Tamponi per rientri dall’estero
Il Ministero della Salute, con ordinanza del 7 ottobre 2020, ha disposto da oggi l’obbligo di effettuazione del tampone per le persone che rientrano da:
- Belgio,
- Francia,
- Paesi Bassi,
- Regno Unito di Gran Bretagna e Irlanda del Nord,
- Repubblica Ceca
Per l’esecuzione di questi tamponi in Ulss Dolomiti sono disponibili i drive-in con ACCESSO LIBERO (senza prenotazione, senza impegnativa) di:
- Belluno – Sagrogna – tutti i giorni – dalle 8.30 alle 12.30.
- Feltre – Borgo Ruga, 34 (accesso da via Panoramica) – tutti i giorni – dalle 8.30 alle 12.30.
- Caprile – Piazzale parco giochi – lunedì, mercoledì, venerdì – dalle 17.00 alle 19.00
- Tai di Cadore– Piazzale Dolomiti – martedì, giovedì, sabato – dalle 17.00 alle 19.00
Per ulteriori approfondimenti e casi specifici si rimanda all’Ordinanza del Ministero della Salute del 7 ottobre 2020.
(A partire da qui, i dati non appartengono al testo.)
//! Transport error types.

use std::time::Duration;
use thiserror::Error;

/// Result type for transport operations.
pub type Result<T> = std::result::Result<T, HttpClientError>;

/// Transport errors.
#[derive(Debug, Error)]
pub enum HttpClientError {
    /// No member could be used for the call.
    #[error("Cluster unavailable after {attempts} attempts: {message}")]
    ClusterUnavailable {
        /// Number of attempts made.
        attempts: u32,
        /// Why the last attempt could not proceed.
        message: String,
    },

    /// The member did not produce an HTTP response.
    #[error("Connection error: {0}")]
    Connection(String),

    /// A time limit elapsed.
    #[error("Request timed out after {0:?}")]
    Timeout(Duration),

    /// Headers arrived but the body could not be read.
    #[error("Failed to read response body: {0}")]
    Body(String),

    /// Invalid URL.
    #[error("Invalid URL: {0}")]
    InvalidUrl(String),

    /// Request building error.
    #[error("Failed to build request: {0}")]
    RequestBuild(String),

    /// JSON serialization error.
    #[error("JSON error: {0}")]
    Json(#[from] serde_json::Error),
}

impl HttpClientError {
    /// Check if the call should move on to another member.
    pub fn is_failover(&self) -> bool {
        matches!(self, Self::Connection(_))
    }

    /// Check if the cluster had no usable member.
    pub fn is_unavailable(&self) -> bool {
        matches!(self, Self::ClusterUnavailable { .. })
    }
}
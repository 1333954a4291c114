//! Call description.

use crate::Result;
use bytes::Bytes;
use http::Method;
use serde::Serialize;

/// One logical call: a method, a path relative to the member, and a body.
#[derive(Debug, Clone)]
pub struct CallRequest {
    method: Method,
    path: String,
    body: Option<Bytes>,
}

impl CallRequest {
    /// Create a call with no body.
    pub fn new(method: Method, path: impl Into<String>) -> Self {
        Self {
            method,
            path: path.into(),
            body: None,
        }
    }

    /// Create a GET call.
    pub fn get(path: impl Into<String>) -> Self {
        Self::new(Method::GET, path)
    }

    /// Create a POST call.
    pub fn post(path: impl Into<String>) -> Self {
        Self::new(Method::POST, path)
    }

    /// Create a PUT call.
    pub fn put(path: impl Into<String>) -> Self {
        Self::new(Method::PUT, path)
    }

    /// Create a DELETE call.
    pub fn delete(path: impl Into<String>) -> Self {
        Self::new(Method::DELETE, path)
    }

    /// Set the body as raw bytes.
    pub fn body(mut self, body: impl Into<Bytes>) -> Self {
        self.body = Some(body.into());
        self
    }

    /// Set the body to the JSON encoding of `value`.
    pub fn json<T: Serialize + ?Sized>(mut self, value: &T) -> Result<Self> {
        self.body = Some(Bytes::from(serde_json::to_vec(value)?));
        Ok(self)
    }

    /// The HTTP method.
    pub fn method(&self) -> &Method {
        &self.method
    }

    /// The path relative to a member.
    pub fn path(&self) -> &str {
        &self.path
    }

    /// The encoded body, if any.
    pub fn body_bytes(&self) -> Option<&Bytes> {
        self.body.as_ref()
    }

    /// The target address on `member`.
    ///
    /// The path is appended verbatim; callers escape anything that needs it.
    pub fn url_for(&self, member: &str) -> String {
        format!("{}/{}", member, self.path)
    }
}
//! Cluster membership errors.

use thiserror::Error;

/// Result type for membership operations.
pub type Result<T> = std::result::Result<T, ClusterError>;

/// Cluster membership errors.
#[derive(Debug, Clone, PartialEq, Eq, Error)]
pub enum ClusterError {
    /// An endpoint could not be used as a member base URL.
    #[error("Invalid endpoint: {0}")]
    InvalidEndpoint(String),

    /// Every configured member is currently marked unhealthy.
    #[error("No healthy member available ({members} configured)")]
    NoHealthyMember {
        /// Number of configured members.
        members: usize,
    },
}
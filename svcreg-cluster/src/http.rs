//! HTTP endpoint cluster.

use parking_lot::RwLock;
use std::sync::Arc;
use std::sync::atomic::{AtomicUsize, Ordering};
use std::time::Duration;
use tokio::task::JoinHandle;
use tracing::{debug, info, warn};

use crate::error::{ClusterError, Result};
use crate::membership::{ClusterMembership, SelectionStrategy};

/// A fixed set of HTTP base URLs with per-member health state.
#[derive(Debug)]
pub struct HttpCluster {
    members: Vec<String>,
    health_check_path: String,
    strategy: SelectionStrategy,
    unhealthy: RwLock<Vec<bool>>,
    cursor: AtomicUsize,
}

impl HttpCluster {
    /// Create a cluster from a comma-separated list of base URLs.
    ///
    /// `health_check_path` is requested relative to each member by
    /// [`probe`](Self::probe); an empty path disables active probing.
    ///
    /// # Examples
    ///
    /// ```rust
    /// use svcreg_cluster::HttpCluster;
    ///
    /// let cluster = HttpCluster::new("http://127.0.0.1:8000, http://127.0.0.1:8001/", "status")?;
    /// assert_eq!(cluster.len(), 2);
    /// # Ok::<(), svcreg_cluster::ClusterError>(())
    /// ```
    pub fn new(endpoints: &str, health_check_path: impl Into<String>) -> Result<Self> {
        Self::from_members(endpoints.split(','), health_check_path)
    }

    /// Create a cluster from individual base URLs.
    pub fn from_members<I, S>(endpoints: I, health_check_path: impl Into<String>) -> Result<Self>
    where
        I: IntoIterator<Item = S>,
        S: AsRef<str>,
    {
        let mut members: Vec<String> = Vec::new();
        for endpoint in endpoints {
            let member = parse_member(endpoint.as_ref())?;
            if !members.contains(&member) {
                members.push(member);
            }
        }

        if members.is_empty() {
            return Err(ClusterError::InvalidEndpoint(
                "no endpoints configured".to_string(),
            ));
        }

        let unhealthy = RwLock::new(vec![false; members.len()]);
        Ok(Self {
            members,
            health_check_path: health_check_path.into(),
            strategy: SelectionStrategy::default(),
            unhealthy,
            cursor: AtomicUsize::new(0),
        })
    }

    /// Set the selection strategy.
    pub fn with_strategy(mut self, strategy: SelectionStrategy) -> Self {
        self.strategy = strategy;
        self
    }

    /// The selection strategy in use.
    pub fn strategy(&self) -> SelectionStrategy {
        self.strategy
    }

    /// The health-check path, empty when probing is disabled.
    pub fn health_check_path(&self) -> &str {
        &self.health_check_path
    }

    /// Number of configured members.
    pub fn len(&self) -> usize {
        self.members.len()
    }

    /// Always false; a cluster cannot be built without members.
    pub fn is_empty(&self) -> bool {
        self.members.is_empty()
    }

    /// Check whether `member` is currently considered healthy.
    pub fn is_healthy(&self, member: &str) -> bool {
        self.index_of(member)
            .map(|index| !self.unhealthy.read()[index])
            .unwrap_or(false)
    }

    /// Bring a member back into rotation.
    pub fn mark_healthy(&self, member: &str) {
        if let Some(index) = self.index_of(member) {
            let mut unhealthy = self.unhealthy.write();
            if unhealthy[index] {
                unhealthy[index] = false;
                info!(member = %self.members[index], "Cluster member marked healthy");
            }
        }
    }

    /// Mark every member healthy again.
    pub fn reset(&self) {
        self.unhealthy.write().iter_mut().for_each(|down| *down = false);
    }

    /// Put every member back into rotation if all of them are marked down.
    ///
    /// Returns whether anything was revived.
    pub fn revive_if_exhausted(&self) -> bool {
        let mut unhealthy = self.unhealthy.write();
        if unhealthy.is_empty() || !unhealthy.iter().all(|down| *down) {
            return false;
        }
        unhealthy.iter_mut().for_each(|down| *down = false);
        info!(members = self.members.len(), "All cluster members were down, retrying every member");
        true
    }

    /// Probe every unhealthy member and revive those answering with 2xx.
    ///
    /// Returns how many members were revived. Does nothing when no
    /// health-check path is configured.
    pub async fn probe(&self, client: &reqwest::Client) -> usize {
        if self.health_check_path.is_empty() {
            return 0;
        }

        let candidates: Vec<String> = self
            .members
            .iter()
            .zip(self.unhealthy.read().iter())
            .filter(|(_, down)| **down)
            .map(|(member, _)| member.clone())
            .collect();

        let mut revived = 0;
        for member in candidates {
            let url = format!(
                "{}/{}",
                member,
                self.health_check_path.trim_start_matches('/')
            );
            match client.get(&url).send().await {
                Ok(response) if response.status().is_success() => {
                    self.mark_healthy(&member);
                    revived += 1;
                }
                Ok(response) => {
                    debug!(member = %member, status = %response.status(), "Health check rejected");
                }
                Err(e) => {
                    debug!(member = %member, error = %e, "Health check failed");
                }
            }
        }

        revived
    }

    /// Run [`probe`](Self::probe) every `interval` on a background task.
    ///
    /// The task holds a weak reference and stops once the cluster is dropped.
    /// Returns `None` when no health-check path is configured. Must be called
    /// from within a Tokio runtime.
    pub fn spawn_health_checker(
        self: &Arc<Self>,
        client: reqwest::Client,
        interval: Duration,
    ) -> Option<JoinHandle<()>> {
        if self.health_check_path.is_empty() {
            return None;
        }

        let interval = interval.max(Duration::from_millis(1));
        let cluster = Arc::downgrade(self);
        info!(
            interval = ?interval,
            path = %self.health_check_path,
            "Starting cluster health checker"
        );

        Some(tokio::spawn(async move {
            let start = tokio::time::Instant::now() + interval;
            let mut ticker = tokio::time::interval_at(start, interval);
            loop {
                ticker.tick().await;
                let Some(cluster) = cluster.upgrade() else {
                    debug!("Cluster dropped, stopping health checker");
                    break;
                };
                let revived = cluster.probe(&client).await;
                if revived > 0 {
                    debug!(revived, "Health checker revived members");
                }
            }
        }))
    }

    fn index_of(&self, member: &str) -> Option<usize> {
        let member = member.trim().trim_end_matches('/');
        self.members.iter().position(|m| m == member)
    }

    fn healthy_indices(&self) -> Vec<usize> {
        self.unhealthy
            .read()
            .iter()
            .enumerate()
            .filter(|(_, down)| !**down)
            .map(|(index, _)| index)
            .collect()
    }
}

impl ClusterMembership for HttpCluster {
    fn select_member(&self) -> Result<String> {
        let healthy = self.healthy_indices();
        if healthy.is_empty() {
            return Err(ClusterError::NoHealthyMember {
                members: self.members.len(),
            });
        }

        let index = match self.strategy {
            SelectionStrategy::Sticky => healthy[0],
            SelectionStrategy::RoundRobin => {
                let turn = self.cursor.fetch_add(1, Ordering::Relaxed);
                healthy[turn % healthy.len()]
            }
            SelectionStrategy::Random => {
                use rand::Rng;
                healthy[rand::rng().random_range(0..healthy.len())]
            }
        };

        Ok(self.members[index].clone())
    }

    fn mark_unhealthy(&self, member: &str) {
        match self.index_of(member) {
            Some(index) => {
                let mut unhealthy = self.unhealthy.write();
                if !unhealthy[index] {
                    unhealthy[index] = true;
                    warn!(member = %self.members[index], "Cluster member marked unhealthy");
                }
            }
            None => {
                debug!(member = %member, "Ignoring unknown cluster member");
            }
        }
    }

    fn members(&self) -> Vec<String> {
        self.members.clone()
    }

    fn healthy_members(&self) -> Vec<String> {
        self.healthy_indices()
            .into_iter()
            .map(|index| self.members[index].clone())
            .collect()
    }
}

fn parse_member(endpoint: &str) -> Result<String> {
    let member = endpoint.trim().trim_end_matches('/');
    if member.is_empty() {
        return Err(ClusterError::InvalidEndpoint(
            "empty endpoint in list".to_string(),
        ));
    }

    let url = url::Url::parse(member)
        .map_err(|e| ClusterError::InvalidEndpoint(format!("{}: {}", member, e)))?;

    if !matches!(url.scheme(), "http" | "https") {
        return Err(ClusterError::InvalidEndpoint(format!(
            "{}: unsupported scheme '{}'",
            member,
            url.scheme()
        )));
    }
    if url.host_str().is_none_or(str::is_empty) {
        return Err(ClusterError::InvalidEndpoint(format!("{}: missing host", member)));
    }

    Ok(member.to_string())
}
Ad oggi, dal 15 agosto con l’entrata in vigore delle ordinanze relative ai rientri dall’estero, sono stati eseguiti in Ulss Dolomiti 2.045 tamponi per rientri dall’estero così suddivisi:
| Paese/regione | N tamponi | % |
| Croazia | 1762 | 86,2 |
| Spagna | 163 | 8,0 |
| Grecia | 59 | 2,9 |
| Malta | 14 | 0,7 |
| Francia | 47 | 2,3 |
| TOTALE | 2045 | 100,0 |
I tamponi volontari per rientro dalla Sardegna sono stati 382.